Foreign Brand Name or Vietnamese?

English names work well in Vietnam as long as they sound “nice”. Just take a look at some of the top native brands in the country: Vinamilk, Highlands Coffee, Vietnam Airlines, MBBank, Mobifone, Viettel and so on. Of course, except for the first two, many brands are targeted not solely at local consumers and also have their eyes on international or at least ASEAN expansion.

Successful big brands with pure Vietnamese branding would be Trung Nguyen or Phuc Long, for example. Other brand names are short and “nice”, even if they (seemingly) possess no meaning.

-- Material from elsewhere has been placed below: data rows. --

//! Event Source Adapter: registry logs and chain head over HTTP JSON-RPC.
//!
//! Every call is bounded by the configured RPC timeout so a stalled
//! endpoint stalls only the calling loop iteration. Errors are classified
//! into transient / non-transient for the caller's retry policy.

use crate::config::ChainConfig;
use crate::onchain::abi;
use crate::onchain::types::{BlockRef, ChainError, Source};

use alloy::eips::BlockNumberOrTag;
use alloy::primitives::Address;
use alloy::providers::{Provider, RootProvider};
use alloy::rpc::types::{Filter, Log};
use async_trait::async_trait;
use std::future::{Future, IntoFuture};
use std::str::FromStr;
use std::time::Duration;
use tracing::debug;

/// Read access to the registries' event logs.
#[async_trait]
pub trait EventSource: Send + Sync {
    /// Current chain head block number.
    async fn chain_head(&self) -> Result<u64, ChainError>;

    /// Logs for `source`'s topic set in the inclusive range `[from, to]`.
    async fn get_logs(&self, source: Source, from: u64, to: u64) -> Result<Vec<Log>, ChainError>;

    /// Hash and timestamp of block `number`.
    async fn block_ref(&self, number: u64) -> Result<BlockRef, ChainError>;
}

/// Run an RPC future under a timeout, mapping both failure kinds to `ChainError`.
pub(crate) async fn with_timeout<T, E, F>(timeout: Duration, what: &str, fut: F) -> Result<T, ChainError>
where
    F: Future<Output = Result<T, E>>,
    E: std::fmt::Display,
{
    match tokio::time::timeout(timeout, fut).await {
        Ok(Ok(value)) => Ok(value),
        Ok(Err(e)) => Err(ChainError::classify(format!("{what}: {e}"))),
        Err(_) => Err(ChainError::Transient(format!(
            "{what}: timed out after {}s",
            timeout.as_secs()
        ))),
    }
}

/// `EventSource` backed by an HTTP provider.
pub struct RpcEventSource {
    provider: RootProvider,
    identity_registry: Address,
    reputation_registry: Address,
    timeout: Duration,
}

impl RpcEventSource {
    pub fn new(config: &ChainConfig) -> Result<Self, ChainError> {
        let url = config
            .rpc_url
            .parse()
            .map_err(|e| ChainError::Config(format!("rpc_url: {e}")))?;
        let identity_registry = Address::from_str(&config.identity_registry)
            .map_err(|e| ChainError::Config(format!("identity_registry: {e}")))?;
        let reputation_registry = Address::from_str(&config.reputation_registry)
            .map_err(|e| ChainError::Config(format!("reputation_registry: {e}")))?;

        Ok(Self {
            provider: RootProvider::new_http(url),
            identity_registry,
            reputation_registry,
            timeout: Duration::from_secs(config.rpc_timeout_secs),
        })
    }

    fn filter_for(&self, source: Source) -> Filter {
        match source {
            Source::IdentityRegistry => Filter::new()
                .address(self.identity_registry)
                .event_signature(abi::identity_topics()),
            Source::ReputationRegistry => Filter::new()
                .address(self.reputation_registry)
                .event_signature(abi::reputation_topics()),
        }
    }
}

#[async_trait]
impl EventSource for RpcEventSource {
    async fn chain_head(&self) -> Result<u64, ChainError> {
        with_timeout(self.timeout, "eth_blockNumber", self.provider.get_block_number()).await
    }

    async fn get_logs(&self, source: Source, from: u64, to: u64) -> Result<Vec<Log>, ChainError> {
        let filter = self.filter_for(source).from_block(from).to_block(to);
        let logs = with_timeout(self.timeout, "eth_getLogs", self.provider.get_logs(&filter)).await?;
        debug!(source = %source, from, to, logs = logs.len(), "fetched logs");
        Ok(logs)
    }

    async fn block_ref(&self, number: u64) -> Result<BlockRef, ChainError> {
        let block = with_timeout(
            self.timeout,
            "eth_getBlockByNumber",
            self.provider
                .get_block_by_number(BlockNumberOrTag::Number(number))
                .into_future(),
        )
        .await?
        .ok_or_else(|| ChainError::Transient(format!("block {number} not available yet")))?;

        Ok(BlockRef {
            number,
            hash: block.header.hash,
            timestamp: block.header.timestamp,
        })
    }
}
fn row_to_submission(row: &Row<'_>) -> Result<OracleSubmission, StoreError> {
    let tx_hash: String = row.get(0)?;
    let agents: String = row.get(1)?;
    let scores: String = row.get(2)?;
    let nonce: i64 = row.get(3)?;
    let max_fee: String = row.get(4)?;
    let attempt: i64 = row.get(5)?;
    let status: String = row.get(6)?;
    let resolved_at: Option<i64> = row.get(8)?;

    let agents: Vec<String> = serde_json::from_str(&agents)?;
    Ok(OracleSubmission {
        tx_hash: parse_b256(&tx_hash)?,
        agents: agents
            .iter()
            .map(|a| parse_b256(a))
            .collect::<Result<Vec<_>, _>>()?,
        scores: serde_json::from_str(&scores)?,
        nonce: nonce as u64,
        max_fee_per_gas: max_fee
            .parse()
            .map_err(|e| StoreError::InvalidRow(format!("bad max_fee_per_gas '{max_fee}': {e}")))?,
        attempt: attempt as u32,
        status: SubmissionStatus::from_db(&status)
            .ok_or_else(|| StoreError::InvalidRow(format!("bad submission status '{status}'")))?,
        submitted_at: ts_to_datetime(row.get(7)?)?,
        resolved_at: resolved_at.map(ts_to_datetime).transpose()?,
    })
}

The language in which the brand is named doesn’t matter that much. What matters is that people can grasp the meaning of the word(s) and in case it’s foreign, that it’s easy to follow. Exceptions are brands that are mainly targeted at foreigners or Vietnamese with “foreign” aspirations. Travel agencies for example work much better with international names.

Colours

When it comes to colours, the approach in Vietnam is the same as in China. Red is the colour of strength, luck and success. Yellow is gold and means prosperity. Black and white, though the traditional colours of death, are nowadays symbols of minimalism and focus. Blue is clean and green is natural.

Target Categories

In Europe, we can decide to look cheap if we want to draw the customer’s eyes to our low prices. In Vietnam, that doesn’t work at the moment because if you want cheap products you head for the local market and street vendor stalls on Nguyen Trai. No brand is meant to look cheap. Developing a brand in Vietnam means communicating that something has value, no matter what pricing scheme you use.

The relatively new Trung Nguyen Legend concept that pops up on every corner is a good example. The product, though better than street coffee, is not really high-end. But the branding appeals because it communicates high standards.Black and gold, together with the word “Legend” – talk about posh stuff.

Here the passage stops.